Could you print the lines below exactly, from the one holding "pub fn update_tag(db: &Database, id: i64, form: &TermForm)" through the last line, with no other output?

■ Records provided
════════════════
use super::bulk::BulkReport;
use super::pagination::{Page, PageRequest};
use super::terms::{TermRow, TAGS};
use crate::models::{Named, Tag, TagWithCount, TermForm};
use crate::Database;
use anyhow::Result;

impl From<TermRow> for Tag {
    fn from(row: TermRow) -> Self {
        Self {
            id: row.id,
            name: row.name,
            slug: row.slug,
            created_at: row.created_at,
            updated_at: row.updated_at,
        }
    }
}

pub fn create_tag(db: &Database, form: &TermForm) -> Result<i64> {
    TAGS.create(db, form)
}

pub fn update_tag(db: &Database, id: i64, form: &TermForm) -> Result<()> {
    TAGS.update(db, id, form)
}

pub fn get_tag(db: &Database, id: i64) -> Result<Option<Tag>> {
    Ok(TAGS.get(db, id)?.map(Tag::from))
}

pub fn tag_exists(db: &Database, id: i64) -> Result<bool> {
    TAGS.exists(db, id)
}

pub fn list_tag_names(db: &Database) -> Result<Vec<Named>> {
    TAGS.list_named(db)
}

pub fn list_tags(
    db: &Database,
    search: Option<&str>,
    request: PageRequest,
) -> Result<Page<TagWithCount>> {
    let page = TAGS.list(db, search, request)?;
    Ok(page.map(|(row, posts_count)| TagWithCount {
        tag: row.into(),
        posts_count,
    }))
}

pub fn delete_tag(db: &Database, id: i64) -> Result<bool> {
    TAGS.delete(db, id)
}

pub fn bulk_delete_tags(db: &Database, ids: &[i64]) -> BulkReport {
    TAGS.bulk_delete(db, ids)
}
════════════════
■ Task result
pub fn update_tag(db: &Database, id: i64, form: &TermForm) -> Result<()> {
    TAGS.update(db, id, form)
}

pub fn get_tag(db: &Database, id: i64) -> Result<Option<Tag>> {
    Ok(TAGS.get(db, id)?.map(Tag::from))
}

pub fn tag_exists(db: &Database, id: i64) -> Result<bool> {
    TAGS.exists(db, id)
}

pub fn list_tag_names(db: &Database) -> Result<Vec<Named>> {
    TAGS.list_named(db)
}

pub fn list_tags(
    db: &Database,
    search: Option<&str>,
    request: PageRequest,
) -> Result<Page<TagWithCount>> {
    let page = TAGS.list(db, search, request)?;
    Ok(page.map(|(row, posts_count)| TagWithCount {
        tag: row.into(),
        posts_count,
    }))
}

pub fn delete_tag(db: &Database, id: i64) -> Result<bool> {
    TAGS.delete(db, id)
}

pub fn bulk_delete_tags(db: &Database, ids: &[i64]) -> BulkReport {
    TAGS.bulk_delete(db, ids)
}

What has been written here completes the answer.